Then there's Clutch Cargo, who debuted on March 9, 1959, and is remembered for exploring depth of meaning in the phrase "limited animation". Even in an era of low production values, he stood out from the crowd. The animation, if you're generous enough to call it that, was so limited, that for many, the amazing spectacle of it seems to have blotted out every other aspect of the show. Quite a few young viewers watched it less for whatever thrills it may have offered, than so they could get together with their friends the next day and ridicule it.

And yet, like Nancy's Ernie Bushmiller, it has its admirers, who cite good stories and art (even if the latter didn't move very much), and are willing to overlook its obvious faults.
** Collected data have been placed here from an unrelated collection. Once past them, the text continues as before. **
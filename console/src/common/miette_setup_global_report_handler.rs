// Copyright (c) 2026 R3BL LLC. Licensed under Apache License, Version 2.0.

//! Report handler for binaries that run a console and return `miette::Result` from
//! `main()`, such as `examples/echo_console.rs`.

use miette::MietteHandlerOpts;

/// Used when stdout is not a terminal (eg: output piped into a file).
pub const FALLBACK_REPORT_WIDTH: usize = 80;

/// Wide terminals make reports hard to read; cap them.
pub const MAX_REPORT_WIDTH: usize = 120;

/// Install the graphical handler. The width is measured when a report is rendered,
/// since the console may have been resized since startup. Calling this twice keeps
/// the first handler.
pub fn setup_default_miette_global_report_handler(issues_url: &'static str) {
    miette::set_hook(Box::new(move |_report| {
        let width = report_width(crossterm::terminal::size().ok().map(|(cols, _)| cols));
        tracing::debug!(message = "Console error report rendered", width);
        Box::new(
            MietteHandlerOpts::new()
                .width(width)
                .wrap_lines(true)
                .force_graphical(true)
                .unicode(true)
                .with_cause_chain()
                .footer(format!("Report console bugs at {issues_url}"))
                .build(),
        )
    }))
    .ok();
}

#[must_use]
pub fn report_width(terminal_columns: Option<u16>) -> usize {
    terminal_columns.map_or(FALLBACK_REPORT_WIDTH, |cols| {
        usize::from(cols).clamp(1, MAX_REPORT_WIDTH)
    })
}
In any case, its place in animation history is secured by the fact that, long anticipating The Mighty Mightor, Jonny Quest et al., it may have been the first cartoon in American television to emphasize adventure over humor.
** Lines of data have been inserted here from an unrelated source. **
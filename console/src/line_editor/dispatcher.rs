// Copyright (c) 2026 R3BL LLC. Licensed under Apache License, Version 2.0.

//! Maps a key event to a handler in [`event_handlers`]. The handlers guard the commit
//! boundary; anything they do not consume is left to
//! [`TextSurface::apply_native_key`].
//!
//! | Key                        | Consumed                                   |
//! |----------------------------|--------------------------------------------|
//! | Enter, Up, Down, Home      | always                                     |
//! | Ctrl-U, Ctrl-D             | always                                     |
//! | Ctrl-C                     | when nothing is selected                   |
//! | Left, Right                | when the caret is at or before the boundary|
//! | Backspace, Delete          | when the edit would reach committed text   |
//! | typing (Char, Tab)         | never (the caret may be moved to the end)  |
//! | everything else            | never                                      |
//!
//! Key releases never act. Releases of always-consumed keys are still consumed so
//! that the surface does not act on them either.
//!
//! [`event_handlers`]: crate::line_editor::event_handlers
//! [`TextSurface::apply_native_key`]: crate::TextSurface::apply_native_key

use crate::{ConsoleError, ConsoleKey, ConsoleKeyEvent, ConsoleState, TextSurface,
            line_editor::event_handlers::{handle_backspace, handle_ctrl_c, handle_ctrl_d,
                                          handle_ctrl_u, handle_delete, handle_down,
                                          handle_enter, handle_home, handle_left,
                                          handle_release, handle_right, handle_typing,
                                          handle_up}};

#[derive(Debug, Clone, Copy, PartialEq, Eq)]
pub enum KeyDisposition {
    /// The console handled the event. The surface must not see it.
    Consumed,
    /// The surface's native editing should handle the event.
    PassThrough,
}

/// Something the owner of the console has to be told about, outside the critical
/// section.
#[derive(Debug, Clone, PartialEq, Eq)]
pub enum ConsoleSignal {
    Interrupt(String),
    EndOfInput,
}

#[derive(Debug, Clone, PartialEq, Eq)]
pub struct KeyOutcome {
    pub disposition: KeyDisposition,
    pub signal: Option<ConsoleSignal>,
}

impl KeyOutcome {
    #[must_use]
    pub fn consumed() -> Self {
        Self {
            disposition: KeyDisposition::Consumed,
            signal: None,
        }
    }

    #[must_use]
    pub fn pass_through() -> Self {
        Self {
            disposition: KeyDisposition::PassThrough,
            signal: None,
        }
    }

    #[must_use]
    pub fn with_signal(mut self, signal: ConsoleSignal) -> Self {
        self.signal = Some(signal);
        self
    }
}

/// # Errors
///
/// [`ConsoleError::InboundChannelBroken`] from a submission.
pub fn dispatch_key_event<S: TextSurface>(
    state: &mut ConsoleState<S>,
    event: &ConsoleKeyEvent,
) -> Result<KeyOutcome, ConsoleError> {
    if !event.is_press() {
        return Ok(handle_release(state, event));
    }

    let outcome = match event.key {
        ConsoleKey::Enter => handle_enter(state)?,
        ConsoleKey::Up => handle_up(state),
        ConsoleKey::Down => handle_down(state),
        ConsoleKey::Left => handle_left(state),
        ConsoleKey::Right => handle_right(state),
        ConsoleKey::Home => handle_home(state, event.mask.is_shift_pressed()),
        ConsoleKey::Backspace => handle_backspace(state),
        ConsoleKey::Delete => handle_delete(state),
        ConsoleKey::Char(_) if event.is_ctrl_char('u') => handle_ctrl_u(state),
        ConsoleKey::Char(_) if event.is_ctrl_char('d') => handle_ctrl_d(),
        ConsoleKey::Char(_) if event.is_ctrl_char('c') => handle_ctrl_c(state),
        ConsoleKey::Char(_) | ConsoleKey::Tab if event.mask.is_plain_typing() => {
            handle_typing(state)
        }
        _ => KeyOutcome::pass_through(),
    };

    Ok(outcome)
}

#[cfg(test)]
mod tests {
    use super::*;
    use crate::{ConsoleConfig, INTERRUPT_REASON, MemorySurface, PrintItem, console_key};
    use pretty_assertions::assert_eq;
    use test_case::test_case;

    /// Committed "prompt> " (8 chars), tail "abc", caret at the end (11).
    fn state_with_tail() -> ConsoleState<MemorySurface> {
        let mut state =
            ConsoleState::new(MemorySurface::new(), None, ConsoleConfig::default());
        state.append_output(&PrintItem::from("prompt> "));
        state.paste_text("abc");
        state
    }

    #[test_case(console_key!(@special Up), KeyDisposition::Consumed)]
    #[test_case(console_key!(@special Down), KeyDisposition::Consumed)]
    #[test_case(console_key!(@special Home), KeyDisposition::Consumed)]
    #[test_case(console_key!(@ctrl 'u'), KeyDisposition::Consumed)]
    #[test_case(console_key!(@ctrl 'd'), KeyDisposition::Consumed)]
    #[test_case(console_key!(@ctrl 'c'), KeyDisposition::Consumed)]
    #[test_case(console_key!(@char 'x'), KeyDisposition::PassThrough)]
    #[test_case(console_key!(@special Tab), KeyDisposition::PassThrough)]
    #[test_case(console_key!(@special Esc), KeyDisposition::PassThrough)]
    #[test_case(ConsoleKeyEvent::pressed(ConsoleKey::Function(3)), KeyDisposition::PassThrough)]
    #[test_case(console_key!(@special Insert), KeyDisposition::PassThrough)]
    #[test_case(console_key!(@special Left), KeyDisposition::PassThrough)]
    #[test_case(console_key!(@special Right), KeyDisposition::PassThrough)]
    #[test_case(console_key!(@special Backspace), KeyDisposition::PassThrough)]
    fn test_disposition_with_caret_at_end(event: ConsoleKeyEvent, expected: KeyDisposition) {
        let mut state = state_with_tail();
        let outcome = dispatch_key_event(&mut state, &event).unwrap();
        assert_eq!(outcome.disposition, expected);
    }

    #[test_case(console_key!(@release Enter), KeyDisposition::Consumed)]
    #[test_case(console_key!(@release Up), KeyDisposition::Consumed)]
    #[test_case(console_key!(@release Home), KeyDisposition::Consumed)]
    #[test_case(console_key!(@release Backspace), KeyDisposition::PassThrough)]
    #[test_case(console_key!(@release Left), KeyDisposition::PassThrough)]
    #[test_case(console_key!(@ctrl 'u').released(), KeyDisposition::Consumed)]
    fn test_release_never_acts(event: ConsoleKeyEvent, expected: KeyDisposition) {
        let mut state = state_with_tail();
        let before = state.document_text();

        let outcome = dispatch_key_event(&mut state, &event).unwrap();

        assert_eq!(outcome.disposition, expected);
        assert_eq!(outcome.signal, None);
        assert_eq!(state.document_text(), before);
        assert_eq!(state.surface.caret(), 11);
    }

    #[test]
    fn test_left_at_boundary_is_suppressed() {
        let mut state = state_with_tail();
        state.surface.set_caret(8);
        let outcome = dispatch_key_event(&mut state, &console_key!(@special Left)).unwrap();
        assert_eq!(outcome.disposition, KeyDisposition::Consumed);
        assert_eq!(state.surface.caret(), 8);
    }

    #[test]
    fn test_left_before_boundary_is_redirected() {
        let mut state = state_with_tail();
        state.surface.set_caret(3);
        let outcome = dispatch_key_event(&mut state, &console_key!(@special Left)).unwrap();
        assert_eq!(outcome.disposition, KeyDisposition::Consumed);
        assert_eq!(state.surface.caret(), 8);
    }

    #[test]
    fn test_right_before_boundary_lands_on_boundary() {
        let mut state = state_with_tail();
        state.surface.set_caret(2);
        let outcome =
            dispatch_key_event(&mut state, &console_key!(@special Right)).unwrap();
        assert_eq!(outcome.disposition, KeyDisposition::Consumed);
        assert_eq!(state.surface.caret(), 8);
    }

    #[test]
    fn test_home_and_shift_home() {
        let mut state = state_with_tail();
        dispatch_key_event(&mut state, &console_key!(@shift Home)).unwrap();
        assert_eq!(state.surface.selection(), Some(8..11));

        state.force_caret_to_end();
        dispatch_key_event(&mut state, &console_key!(@special Home)).unwrap();
        assert_eq!(state.surface.caret(), 8);
        assert_eq!(state.surface.selection(), None);
    }

    #[test_case(8, None, KeyDisposition::Consumed ; "caret on boundary")]
    #[test_case(9, None, KeyDisposition::PassThrough ; "caret inside tail")]
    #[test_case(11, Some(7), KeyDisposition::Consumed ; "selection reaches committed")]
    #[test_case(11, Some(8), KeyDisposition::PassThrough ; "selection inside tail")]
    fn test_backspace_guard(
        caret: usize,
        anchor: Option<usize>,
        expected: KeyDisposition,
    ) {
        let mut state = state_with_tail();
        match anchor {
            Some(anchor) => {
                state.surface.set_caret(anchor);
                state.surface.move_caret(caret);
            }
            None => state.surface.set_caret(caret),
        }
        let outcome =
            dispatch_key_event(&mut state, &console_key!(@special Backspace)).unwrap();
        assert_eq!(outcome.disposition, expected);
    }

    #[test_case(7, None, KeyDisposition::Consumed ; "caret before boundary")]
    #[test_case(8, None, KeyDisposition::PassThrough ; "caret on boundary")]
    #[test_case(9, Some(5), KeyDisposition::Consumed ; "selection reaches committed")]
    fn test_delete_guard(caret: usize, anchor: Option<usize>, expected: KeyDisposition) {
        let mut state = state_with_tail();
        match anchor {
            Some(anchor) => {
                state.surface.set_caret(anchor);
                state.surface.move_caret(caret);
            }
            None => state.surface.set_caret(caret),
        }
        let outcome =
            dispatch_key_event(&mut state, &console_key!(@special Delete)).unwrap();
        assert_eq!(outcome.disposition, expected);
    }

    #[test]
    fn test_typing_before_boundary_moves_caret_to_end() {
        let mut state = state_with_tail();
        state.surface.set_caret(2);
        let outcome = dispatch_key_event(&mut state, &console_key!(@char 'z')).unwrap();
        assert_eq!(outcome.disposition, KeyDisposition::PassThrough);
        assert_eq!(state.surface.caret(), 11);
    }

    #[test]
    fn test_ctrl_u_clears_tail() {
        let mut state = state_with_tail();
        dispatch_key_event(&mut state, &console_key!(@ctrl 'u')).unwrap();
        assert_eq!(state.document_text(), "prompt> ");
        assert_eq!(state.surface.caret(), 8);
    }

    #[test]
    fn test_ctrl_c_and_ctrl_d_signals() {
        let mut state = state_with_tail();

        let outcome = dispatch_key_event(&mut state, &console_key!(@ctrl 'c')).unwrap();
        assert_eq!(
            outcome.signal,
            Some(ConsoleSignal::Interrupt(INTERRUPT_REASON.to_string()))
        );

        let outcome = dispatch_key_event(&mut state, &console_key!(@ctrl 'd')).unwrap();
        assert_eq!(outcome.signal, Some(ConsoleSignal::EndOfInput));
        assert_eq!(state.document_text(), "prompt> abc");
    }

    #[test]
    fn test_ctrl_c_with_selection_is_left_alone() {
        let mut state = state_with_tail();
        state.surface.set_caret(9);
        state.surface.move_caret(11);
        let outcome = dispatch_key_event(&mut state, &console_key!(@ctrl 'c')).unwrap();
        assert_eq!(outcome, KeyOutcome::pass_through());
    }
}
// Copyright (c) 2026 R3BL LLC. Licensed under Apache License, Version 2.0.

//! Public entry point. A [`Console`] is created together with the consumer's ends of
//! the duplex channel ([`ConsumerIo`]); the consumer usually lives on another thread
//! and reads lines with [`std::io::BufRead`], while the owner of the [`Console`] feeds
//! it key events.

use std::{fmt::{Debug, Display, Formatter},
          sync::Arc};

use crate::{ChannelWatcher, ConsoleColor, ConsoleConfig, ConsoleError, ConsoleKeyEvent,
            ConsoleSignal, ConsoleState, DispatchSafe, EmbeddedImage, EofFn,
            InboundSink, InterruptFn, KeyDisposition, LivenessState, MemorySurface,
            OutboundSource, PipeReader, PipeWriter, PrintItem, StdMutex, TextStyle,
            TextSurface, WatcherExit, lock_recovering, pipe, spawn_channel_watcher};

/// The consumer's side of the channel. A field is `None` when the caller supplied the
/// corresponding stream through [`ConsoleChannels`].
#[derive(Debug, Default)]
pub struct ConsumerIo {
    /// Submitted lines, each ending in `"\n"`.
    pub lines: Option<PipeReader>,
    /// Everything written here is appended to the document by the watcher.
    pub output: Option<PipeWriter>,
}

/// Externally supplied streams. Any side left `None` gets an internal pipe.
#[derive(Default)]
pub struct ConsoleChannels {
    pub inbound: Option<InboundSink>,
    pub outbound: Option<OutboundSource>,
}

impl Debug for ConsoleChannels {
    fn fmt(&self, f: &mut Formatter<'_>) -> std::fmt::Result {
        f.debug_struct("ConsoleChannels")
            .field("inbound", &self.inbound.is_some())
            .field("outbound", &self.outbound.is_some())
            .finish()
    }
}

#[derive(Default)]
struct ConsoleCallbacks {
    interrupt_fn: Option<InterruptFn>,
    eof_fn: Option<EofFn>,
}

/// Interactive console over a [`TextSurface`].
pub struct Console<S: TextSurface + 'static = MemorySurface> {
    dispatch_safe: DispatchSafe<S>,
    callbacks: Arc<StdMutex<ConsoleCallbacks>>,
    watcher: Option<ChannelWatcher>,
    error_color: ConsoleColor,
}

impl<S: TextSurface + 'static> Debug for Console<S> {
    fn fmt(&self, f: &mut Formatter<'_>) -> std::fmt::Result {
        f.debug_struct("Console")
            .field("dispatch_safe", &self.dispatch_safe)
            .field("watcher", &self.watcher)
            .finish_non_exhaustive()
    }
}

impl<S: TextSurface + 'static> Console<S> {
    /// Console with both channels backed by internal pipes.
    pub fn new(surface: S, config: ConsoleConfig) -> (Self, ConsumerIo) {
        Self::with_channels(surface, config, ConsoleChannels::default())
    }

    /// Console with any side of the channel replaced by a caller supplied stream.
    ///
    /// This never fails. If the watcher thread cannot be started, the reason is
    /// printed into the document in the error color and output from the consumer is
    /// never shown.
    pub fn with_channels(
        surface: S,
        config: ConsoleConfig,
        channels: ConsoleChannels,
    ) -> (Self, ConsumerIo) {
        let mut consumer_io = ConsumerIo::default();

        let inbound: InboundSink = match channels.inbound {
            Some(sink) => sink,
            None => {
                let (writer, reader) = pipe();
                consumer_io.lines = Some(reader);
                Box::new(writer)
            }
        };

        let outbound: OutboundSource = match channels.outbound {
            Some(source) => source,
            None => {
                let (writer, reader) = pipe();
                consumer_io.output = Some(writer);
                Box::new(reader)
            }
        };

        let error_color = config.error_color;
        let dispatch_safe =
            DispatchSafe::new(ConsoleState::new(surface, Some(inbound), config.clone()));

        let watcher =
            match spawn_channel_watcher(outbound, dispatch_safe.clone(), &config) {
                Ok(watcher) => Some(watcher),
                Err(error) => {
                    tracing::error!(
                        message = "Console running without a channel watcher",
                        error = ?error
                    );
                    let message = format!("Console internal error (1)... {error}\n");
                    dispatch_safe
                        .invoke_and_wait(move |state| state.append_error_output(&message));
                    None
                }
            };

        let console = Self {
            dispatch_safe,
            callbacks: Arc::new(StdMutex::new(ConsoleCallbacks::default())),
            watcher,
            error_color,
        };

        (console, consumer_io)
    }

    /// Feed one key event. Callbacks fire after the document has been updated and the
    /// console has been released, so they may print.
    ///
    /// # Errors
    ///
    /// - [`ConsoleError::InboundChannelBroken`] when a submitted line could not be
    ///   written. The channel is dropped; later submissions print an internal error.
    /// - [`ConsoleError::ReentrantDispatch`] when called from inside an operation that
    ///   already holds this console.
    pub fn dispatch_key(
        &self,
        event: &ConsoleKeyEvent,
    ) -> Result<KeyDisposition, ConsoleError> {
        let outcome = self
            .dispatch_safe
            .try_invoke_and_wait(|state| state.apply_key_event(event))??;

        match outcome.signal {
            Some(ConsoleSignal::Interrupt(reason)) => {
                let maybe_fn = lock_recovering(&self.callbacks).interrupt_fn.clone();
                if let Some(interrupt_fn) = maybe_fn {
                    interrupt_fn(&reason);
                }
            }
            Some(ConsoleSignal::EndOfInput) => {
                let maybe_fn = lock_recovering(&self.callbacks).eof_fn.clone();
                if let Some(eof_fn) = maybe_fn {
                    eof_fn();
                }
            }
            None => {}
        }

        Ok(outcome.disposition)
    }

    /// Replaces any previous interrupt callback.
    pub fn set_interrupt_fn(&self, interrupt_fn: InterruptFn) {
        lock_recovering(&self.callbacks).interrupt_fn = Some(interrupt_fn);
    }

    /// Replaces any previous end-of-input callback.
    pub fn set_eof_fn(&self, eof_fn: EofFn) {
        lock_recovering(&self.callbacks).eof_fn = Some(eof_fn);
    }

    /// A handle that prints into this console from any thread.
    #[must_use]
    pub fn printer(&self) -> ConsolePrinter<S> {
        ConsolePrinter {
            dispatch_safe: self.dispatch_safe.clone(),
            error_color: self.error_color,
        }
    }

    pub fn print(&self, value: impl Display) { self.printer().print(value); }

    pub fn println(&self, value: impl Display) { self.printer().println(value); }

    pub fn println_empty(&self) { self.printer().println_empty(); }

    pub fn error(&self, value: impl Display) { self.printer().error(value); }

    pub fn print_colored(&self, value: impl Display, color: impl Into<ConsoleColor>) {
        self.printer().print_colored(value, color);
    }

    pub fn print_styled(&self, value: impl Display, style: &TextStyle) {
        self.printer().print_styled(value, style);
    }

    pub fn print_image(&self, image: &EmbeddedImage) { self.printer().print_image(image); }

    pub fn println_image(&self, image: &EmbeddedImage) {
        self.printer().println_image(image);
    }

    /// The selected text, if any.
    ///
    /// # Errors
    ///
    /// [`ConsoleError::ReentrantDispatch`] from inside the owner context.
    pub fn copy(&self) -> Result<Option<String>, ConsoleError> {
        self.dispatch_safe
            .try_invoke_and_wait(|state| state.selected_text())
    }

    /// The selected text, removed from the document only if it lies entirely in the
    /// editable tail.
    ///
    /// # Errors
    ///
    /// [`ConsoleError::ReentrantDispatch`] from inside the owner context.
    pub fn cut(&self) -> Result<Option<String>, ConsoleError> {
        self.dispatch_safe
            .try_invoke_and_wait(ConsoleState::cut_selection)
    }

    /// Insert `text` at the caret (or over the selection), moving into the editable
    /// tail first if needed.
    ///
    /// # Errors
    ///
    /// [`ConsoleError::ReentrantDispatch`] from inside the owner context.
    pub fn paste(&self, text: &str) -> Result<(), ConsoleError> {
        self.dispatch_safe
            .try_invoke_and_wait(|state| state.paste_text(text))
    }

    pub fn set_wait_feedback(&self, is_waiting: bool) {
        self.dispatch_safe
            .invoke_and_wait(move |state| state.surface.set_wait_feedback(is_waiting));
    }

    /// Stop delivering submitted lines. The consumer reading [`ConsumerIo::lines`]
    /// sees end of stream.
    pub fn close_inbound(&self) {
        self.dispatch_safe
            .invoke_and_wait(ConsoleState::close_inbound);
    }

    /// Run a read-only query against the console state.
    ///
    /// # Errors
    ///
    /// [`ConsoleError::ReentrantDispatch`] from inside the owner context.
    pub fn with_state<R>(
        &self,
        query: impl FnOnce(&ConsoleState<S>) -> R,
    ) -> Result<R, ConsoleError> {
        self.dispatch_safe.try_invoke_and_wait(|state| query(state))
    }

    /// # Errors
    ///
    /// [`ConsoleError::ReentrantDispatch`] from inside the owner context.
    pub fn tail_text(&self) -> Result<String, ConsoleError> {
        self.with_state(ConsoleState::tail_text)
    }

    /// # Errors
    ///
    /// [`ConsoleError::ReentrantDispatch`] from inside the owner context.
    pub fn document_text(&self) -> Result<String, ConsoleError> {
        self.with_state(ConsoleState::document_text)
    }

    /// `None` when the watcher could not be started.
    #[must_use]
    pub fn watcher_liveness(&self) -> Option<LivenessState> {
        self.watcher.as_ref().map(ChannelWatcher::is_running)
    }

    /// Block until the watcher has drained the outbound channel (the consumer must
    /// have dropped [`ConsumerIo::output`]).
    pub fn join_watcher(&mut self) -> Option<WatcherExit> {
        self.watcher.as_mut().and_then(ChannelWatcher::join)
    }
}

/// The watcher keeps the state (and so the inbound sink) alive, so the consumer only
/// sees end of stream if the sink is closed here. Once the consumer lets go of its
/// output, the watcher ends too.
impl<S: TextSurface + 'static> Drop for Console<S> {
    fn drop(&mut self) { self.close_inbound(); }
}

/// Prints into a console. Clone it into as many threads as needed; every call is a
/// single dispatch-safe operation, so a styled print is never interleaved with other
/// output. Calls made from inside the console's own critical section are applied
/// right after the current operation.
pub struct ConsolePrinter<S: TextSurface + 'static = MemorySurface> {
    dispatch_safe: DispatchSafe<S>,
    error_color: ConsoleColor,
}

impl<S: TextSurface + 'static> Clone for ConsolePrinter<S> {
    fn clone(&self) -> Self {
        Self {
            dispatch_safe: self.dispatch_safe.clone(),
            error_color: self.error_color,
        }
    }
}

impl<S: TextSurface + 'static> Debug for ConsolePrinter<S> {
    fn fmt(&self, f: &mut Formatter<'_>) -> std::fmt::Result {
        f.debug_struct("ConsolePrinter")
            .field("dispatch_safe", &self.dispatch_safe)
            .finish_non_exhaustive()
    }
}

impl<S: TextSurface + 'static> ConsolePrinter<S> {
    pub fn print(&self, value: impl Display) { self.append(PrintItem::Text(value.to_string())); }

    pub fn println(&self, value: impl Display) {
        self.append(PrintItem::Text(format!("{value}\n")));
    }

    pub fn println_empty(&self) { self.append(PrintItem::Text("\n".to_string())); }

    pub fn error(&self, value: impl Display) { self.print_colored(value, self.error_color); }

    pub fn print_colored(&self, value: impl Display, color: impl Into<ConsoleColor>) {
        self.print_styled(value, &TextStyle::new().color(color));
    }

    pub fn print_styled(&self, value: impl Display, style: &TextStyle) {
        let item = PrintItem::Text(value.to_string());
        let style = style.clone();
        self.dispatch_safe
            .invoke_and_wait(move |state| state.append_styled_output(&item, &style));
    }

    pub fn print_image(&self, image: &EmbeddedImage) {
        self.append(PrintItem::Image(image.clone()));
    }

    pub fn println_image(&self, image: &EmbeddedImage) {
        let item = PrintItem::Image(image.clone());
        self.dispatch_safe.invoke_and_wait(move |state| {
            state.append_output(&item);
            state.append_output(&PrintItem::Text("\n".to_string()));
        });
    }

    fn append(&self, item: PrintItem) {
        self.dispatch_safe
            .invoke_and_wait(move |state| state.append_output(&item));
    }
}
Cambria Productions, which produced Clutch, had some clever ways of getting around the lack of budget for making the characters move. If an explosion rocked the scene, they'd shake the camera. If there was a fire, they'd blow real smoke across the drawing. Best-remembered of all is the technique they used to simulate lip movement — they'd film real lips speaking the lines, then superimpose them on the drawings using a process called Synchro-Vox. This was a patented technique invented by cameraman Edwin Gillette (possibly inspired by Tex Avery's Speaking of Animals, where animated lips were added to live-action creatures), and is still in use, most notably in Conan O'Brien's late-night TV show and the opening of Spongebob Squarepants.

The series was created by cartoonist Clark Haas, whose only other animation credits are Space Angel and Captain Fathom, also from Cambria. In comics, he served stints ghosting Tim Tyler's Luck and the Sunday version of Buz Sawyer. He also had a short-lived strip of his own, Sunnyside, which Wheeler-Nicholson, Inc., distributed from 1949-51.

Clutch had more in common with the heroes of newspaper comics than just the cartoonist behind him. Like Kerry Drake, he was a white-haired adventurer. Like Barney Baxter and Tailspin Tommy, he was a two-fisted aviator. Like Brenda Starr, he was a writer. Like Red Ryder, he was an adult hero who had a kid tagging along.

Clutch's voice, and presumably lips, were provided by Richard Cotting, who has no other known credits in animation. Clutch's young sidekick, Spinner, was voiced by Margaret Kerry. Her cartoon credits are also fairly sparse, consisting mostly of a later Cambria Productions character, one of the mermaids in Walt Disney's Peter Pan, and another Clutch Cargo character, the dog Paddlefoot. The most famous actor to work on the series was Hal Smith, who did Clutch's unkempt pal, Swampy. His much more extensive voice credits include Goliath (in Davey & Goliath), Owl (in Winnie the Pooh) and Gyro Gearloose (in DuckTales).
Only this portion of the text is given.